Женька равнодушно пожал плечами:
– Ты же нас не почувствовал, - отбрил он.
И я прокрутил в голове события последних суток.
Да, не почувствовал. Ни тогда, когда Чуда пристал ко мне на берегу речушки, ни после, когда появился Женька. Не было чувства Присутствия. Только ощущение чужака рядом, а это совсем не то, это, скорее, когда по опыту знаешь и каждый шорох можешь перевести на язык движений врага. И позже, когда по оставленной Женькой «нитке» догулял до их дома, я не почуял Присутствия другого тэра. А значить это может только одно – Юрка действительно сильный вед и способен так настроить эфир вокруг себя, что любой, попавший в него, вязнет, словно муха в янтаре, теряя чувствительность и собственное поле… Вот такие дела. И, вроде, не впервые с таким встречаюсь, да только в прошлом подобные вещи творили веды – настоящие мастера. Вот и вся разница.
– Насколько широко поле?
Женька махнул рукой на забор:
– До соседней улицы. На другой стороне – до дороги почти.
Я задумчиво поскрёб щетину:
– Значит, меня, как я вошёл во двор, Юрка уже чуял…

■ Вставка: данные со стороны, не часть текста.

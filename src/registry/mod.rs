/*
 * This file is part of the Obvia ERP.
 *
 * Copyright (C) 2025 Kovács Dávid <kapcsolat@kovacsdavid.dev>
 *
 * This program is free software: you can redistribute it and/or modify
 * it under the terms of the GNU Affero General Public License as published
 * by the Free Software Foundation, either version 3 of the License, or
 * (at your option) any later version.
 *
 * This program is distributed in the hope that it will be useful,
 * but WITHOUT ANY WARRANTY; without even the implied warranty of
 * MERCHANTABILITY or FITNESS FOR A PARTICULAR PURPOSE.  See the
 * GNU Affero General Public License for more details.
 *
 * You should have received a copy of the GNU Affero General Public License
 * along with this program.  If not, see <https://www.gnu.org/licenses/>.
 */

use crate::common::cache::TtlCache;
use crate::common::error::RepositoryError;
use crate::common::types::tenant_id::TenantId;
use crate::common::types::value_object::{ValueObject, ValueObjectable};
use crate::config::RegistryConfig;
use aes_gcm::aead::{Aead, KeyInit};
use aes_gcm::{Aes256Gcm, Key, Nonce};
use async_trait::async_trait;
#[cfg(test)]
use mockall::automock;
use redis::AsyncCommands;
use redis::aio::MultiplexedConnection;
use serde::{Deserialize, Serialize};
use std::sync::{Arc, Mutex};
use thiserror::Error;
use tracing::{info, warn};

const NONCE_LEN: usize = 12;

/// The decrypted, validated profile `resolve` returns ("Tenant
/// Profile").
#[derive(Debug, Clone, Serialize, Deserialize)]
pub struct TenantProfile {
    pub tenant_id: String,
    pub product_id: Option<String>,
    pub vendor_id: Option<String>,

    pub host: String,
    pub port: u16,
    pub user: String,
    pub password: String,
    pub database: String,
    pub tls_mode: String,
    pub max_open: u32,
    pub max_idle: u32,
    pub max_lifetime_secs: u64,

    pub active: bool,
    pub audit_enabled: bool,
    pub realtime_enabled: bool,
    pub export_enabled: bool,
    pub retention_days: i32,
    pub max_logs_per_day: Option<i64>,
}

impl TenantProfile {
    pub fn dsn(&self) -> String {
        format!(
            "postgres://{}:{}@{}:{}/{}?sslmode={}",
            self.user, self.password, self.host, self.port, self.database, self.tls_mode
        )
    }
}

/// The encrypted-at-rest wire shape fetched from the upstream registry.
#[derive(Debug, Clone, Deserialize)]
pub struct UpstreamTenantProfile {
    pub tenant_id: String,
    pub product_id: Option<String>,
    pub vendor_id: Option<String>,
    pub host: String,
    pub port: u16,
    pub user: String,
    /// base64(nonce ‖ ciphertext ‖ tag).
    pub encrypted_password: String,
    pub database: String,
    pub tls_mode: String,
    pub max_open: u32,
    pub max_idle: u32,
    pub max_lifetime_secs: u64,
    pub active: bool,
    pub audit_enabled: bool,
    pub realtime_enabled: bool,
    pub export_enabled: bool,
    pub retention_days: i32,
    pub max_logs_per_day: Option<i64>,
}

#[derive(Debug, Error)]
pub enum RegistryError {
    #[error("invalid tenant id")]
    InvalidTenantId,
    #[error("tenant is inactive")]
    TenantInactive,
    #[error("audit is disabled for this tenant")]
    AuditDisabled,
    #[error("tenant not found")]
    TenantNotFound,
    #[error("tenant registry upstream is unavailable")]
    RegistryUnavailable,
    #[error("stored tenant credentials could not be decrypted")]
    InvalidCredentials,
    #[error("lock error: {0}")]
    Lock(String),
}

/// Decrypts a tenant's stored password. `key` must be exactly 32 bytes
/// (AES-256); a shorter or longer key is a startup-time fatal configuration
/// error.
pub fn decrypt_password(key: &[u8], encrypted: &str) -> Result<String, RegistryError> {
    use base64::Engine;
    let raw = base64::engine::general_purpose::STANDARD
        .decode(encrypted)
        .map_err(|_| RegistryError::InvalidCredentials)?;
    if raw.len() <= NONCE_LEN {
        return Err(RegistryError::InvalidCredentials);
    }
    let (nonce_bytes, ciphertext) = raw.split_at(NONCE_LEN);
    let cipher = Aes256Gcm::new(Key::<Aes256Gcm>::from_slice(key));
    let nonce = Nonce::from_slice(nonce_bytes);
    let plaintext = cipher
        .decrypt(nonce, ciphertext)
        .map_err(|_| RegistryError::InvalidCredentials)?;
    String::from_utf8(plaintext).map_err(|_| RegistryError::InvalidCredentials)
}

/// Fetches tenant profiles from the upstream registry service. Implemented
/// separately from [`TenantRegistry`] so tests can substitute a mock.
#[cfg_attr(test, automock)]
#[async_trait]
pub trait UpstreamRegistryClient: Send + Sync {
    async fn fetch(&self, tenant_id: &str) -> Result<UpstreamTenantProfile, RegistryError>;
    async fn list_audit_enabled(&self) -> Result<Vec<String>, RegistryError>;
}

pub struct HttpUpstreamRegistryClient {
    base_url: String,
    client: reqwest::Client,
}

impl HttpUpstreamRegistryClient {
    pub fn new(base_url: String) -> Self {
        Self {
            base_url,
            client: reqwest::Client::new(),
        }
    }

    async fn get_json<T: serde::de::DeserializeOwned>(&self, url: &str) -> Result<T, RegistryError> {
        let response = self
            .client
            .get(url)
            .send()
            .await
            .map_err(|_| RegistryError::RegistryUnavailable)?;
        if response.status() == reqwest::StatusCode::NOT_FOUND {
            return Err(RegistryError::TenantNotFound);
        }
        if !response.status().is_success() {
            return Err(RegistryError::RegistryUnavailable);
        }
        response
            .json::<T>()
            .await
            .map_err(|_| RegistryError::RegistryUnavailable)
    }
}

#[async_trait]
impl UpstreamRegistryClient for HttpUpstreamRegistryClient {
    async fn fetch(&self, tenant_id: &str) -> Result<UpstreamTenantProfile, RegistryError> {
        let url = format!("{}/tenants/{tenant_id}", self.base_url);
        self.get_json(&url).await
    }

    async fn list_audit_enabled(&self) -> Result<Vec<String>, RegistryError> {
        let url = format!("{}/tenants?audit_enabled=true", self.base_url);
        self.get_json(&url).await
    }
}

/// Resolves, caches and periodically refreshes tenant profiles.
#[cfg_attr(test, automock)]
#[async_trait]
pub trait TenantRegistry: Send + Sync {
    async fn resolve(&self, tenant_id: &str) -> Result<TenantProfile, RegistryError>;
    async fn invalidate(&self, tenant_id: &str) -> Result<(), RegistryError>;
    async fn list_known(&self) -> Result<Vec<String>, RegistryError>;
    async fn warm(&self, tenant_ids: &[String]);
}

const SHARED_KNOWN_SET: &str = "registry:tenants:known";

/// Tenant profile distributed across every instance of this service via
/// Redis. `None` when the shared tier is unreachable at startup; `resolve`
/// then falls back to the upstream registry on every local-tier miss, same
/// as it would for a miss in the shared tier itself.
pub struct DefaultTenantRegistry {
    upstream: Arc<dyn UpstreamRegistryClient>,
    local: TtlCache<String, TenantProfile>,
    shared: Option<Mutex<MultiplexedConnection>>,
    config: RegistryConfig,
    encryption_key: Vec<u8>,
}

impl DefaultTenantRegistry {
    pub fn new(
        upstream: Arc<dyn UpstreamRegistryClient>,
        config: RegistryConfig,
        encryption_key: Vec<u8>,
        shared: Option<MultiplexedConnection>,
    ) -> anyhow::Result<Self> {
        if encryption_key.len() != 32 {
            anyhow::bail!(
                "tenant encryption key must be exactly 32 bytes, got {}",
                encryption_key.len()
            );
        }
        Ok(Self {
            upstream,
            local: TtlCache::new(10_000),
            shared: shared.map(Mutex::new),
            config,
            encryption_key,
        })
    }

    fn shared_key(tenant_id: &str) -> String {
        format!("registry:tenant:{tenant_id}")
    }

    async fn shared_get(&self, tenant_id: &str) -> Option<TenantProfile> {
        let shared = self.shared.as_ref()?;
        let mut conn = match shared.lock() {
            Ok(guard) => guard.clone(),
            Err(e) => {
                warn!("shared tenant cache lock poisoned: {e}");
                return None;
            }
        };
        let raw: Option<String> = match conn.get(Self::shared_key(tenant_id)).await {
            Ok(raw) => raw,
            Err(e) => {
                warn!(tenant_id, "shared tenant cache read failed: {e}");
                return None;
            }
        };
        raw.and_then(|json| serde_json::from_str(&json).ok())
    }

    async fn shared_set(&self, tenant_id: &str, profile: &TenantProfile) {
        let Some(shared) = &self.shared else { return };
        let mut conn = match shared.lock() {
            Ok(guard) => guard.clone(),
            Err(e) => {
                warn!("shared tenant cache lock poisoned: {e}");
                return;
            }
        };
        let Ok(payload) = serde_json::to_string(profile) else {
            return;
        };
        if let Err(e) = conn
            .set_ex::<_, _, ()>(
                Self::shared_key(tenant_id),
                payload,
                self.config.shared_ttl().as_secs(),
            )
            .await
        {
            warn!(tenant_id, "shared tenant cache write failed: {e}");
            return;
        }
        if let Err(e) = conn.sadd::<_, _, ()>(SHARED_KNOWN_SET, tenant_id).await {
            warn!(tenant_id, "shared tenant known-set update failed: {e}");
        }
    }

    async fn shared_remove(&self, tenant_id: &str) {
        let Some(shared) = &self.shared else { return };
        let mut conn = match shared.lock() {
            Ok(guard) => guard.clone(),
            Err(e) => {
                warn!("shared tenant cache lock poisoned: {e}");
                return;
            }
        };
        if let Err(e) = conn
            .del::<_, ()>(Self::shared_key(tenant_id))
            .await
        {
            warn!(tenant_id, "shared tenant cache delete failed: {e}");
        }
        if let Err(e) = conn.srem::<_, _, ()>(SHARED_KNOWN_SET, tenant_id).await {
            warn!(tenant_id, "shared tenant known-set removal failed: {e}");
        }
    }

    async fn shared_known(&self) -> Vec<String> {
        let Some(shared) = &self.shared else {
            return Vec::new();
        };
        let mut conn = match shared.lock() {
            Ok(guard) => guard.clone(),
            Err(e) => {
                warn!("shared tenant cache lock poisoned: {e}");
                return Vec::new();
            }
        };
        conn.smembers(SHARED_KNOWN_SET).await.unwrap_or_else(|e| {
            warn!("shared tenant known-set read failed: {e}");
            Vec::new()
        })
    }

    fn validate_tenant_id(tenant_id: &str) -> Result<(), RegistryError> {
        ValueObject::new(TenantId(tenant_id.to_string()))
            .map(|_| ())
            .map_err(|_| RegistryError::InvalidTenantId)
    }

    async fn fetch_with_retry(&self, tenant_id: &str) -> Result<UpstreamTenantProfile, RegistryError> {
        let mut delay = self.config.base_delay();
        let max_delay = self.config.max_delay();
        let mut attempt = 0u32;
        loop {
            match self.upstream.fetch(tenant_id).await {
                Ok(profile) => return Ok(profile),
                Err(RegistryError::TenantNotFound) => return Err(RegistryError::TenantNotFound),
                Err(e) => {
                    attempt += 1;
                    if attempt >= self.config.max_retries() {
                        warn!(tenant_id, attempts = attempt, "registry fetch exhausted retries: {e}");
                        return Err(RegistryError::RegistryUnavailable);
                    }
                    tokio::time::sleep(delay).await;
                    delay = std::cmp::min(delay * 2, max_delay);
                }
            }
        }
    }

    fn decrypt(&self, upstream: UpstreamTenantProfile) -> Result<TenantProfile, RegistryError> {
        let password = decrypt_password(&self.encryption_key, &upstream.encrypted_password)?;
        Ok(TenantProfile {
            tenant_id: upstream.tenant_id,
            product_id: upstream.product_id,
            vendor_id: upstream.vendor_id,
            host: upstream.host,
            port: upstream.port,
            user: upstream.user,
            password,
            database: upstream.database,
            tls_mode: upstream.tls_mode,
            max_open: upstream.max_open,
            max_idle: upstream.max_idle,
            max_lifetime_secs: upstream.max_lifetime_secs,
            active: upstream.active,
            audit_enabled: upstream.audit_enabled,
            realtime_enabled: upstream.realtime_enabled,
            export_enabled: upstream.export_enabled,
            retention_days: upstream.retention_days,
            max_logs_per_day: upstream.max_logs_per_day,
        })
    }
}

– Наверняка, - холодно подтвердил он.
Вот интересно. Если меня Чуда уже осознал тогда, то почему никаких сигналов не дал своему опекуну? Даже если предположить, что мне он верил и знал, что я иду без дурных намерений, то всё равно нужно стража поставить в известность, хотя бы чтобы не застрелил ненароком. Почему же тогда? Я покосился на Женьку. Тот сидел неподвижно и смотрел в пустоту перед собой безучастно. А такое равнодушие – явный признак сокрытия чувств. Значит, зацепило Женьку молчание его хранимого, зацепило за сердце эта ситуация. То ли недоверие от Юрки, то ли детская игра – поди разбери, а обидело знатно! Эх, Чудо-юдо, что ж ты наделал-то.
Женька, чтобы не показать своей слабости, ещё чуть выждал, демонстрируя равнодушие к разговору, но спрашивать его дальше я уже опасался. Выждав до положенного, что бы не казаться невежливым, он поднялся и ушёл. Да и я тоже не стал рассиживаться. Работы ещё хватало. И неизвестно, сколько времени в покое и уюте у нас тут будет. Вот так, легко приняв на себя заботы этого дома, я понял, что хочу остаться рядом с этим мальчишкой и его опекуном. Пусть вторым стражем – не так это уже и важно, не в моём возрасте играть, да и выгорела гордыня дотла за годы скитаний и одиночества. Мне бы дом, мне бы мир, мне бы жить ради чего-то светлого. Остальное – как приложится.
Глава 7 Кот Баюн
Глава 7 - Кот Баюн
После ужина я, чтобы не мешаться в доме, вышел на крыльцо.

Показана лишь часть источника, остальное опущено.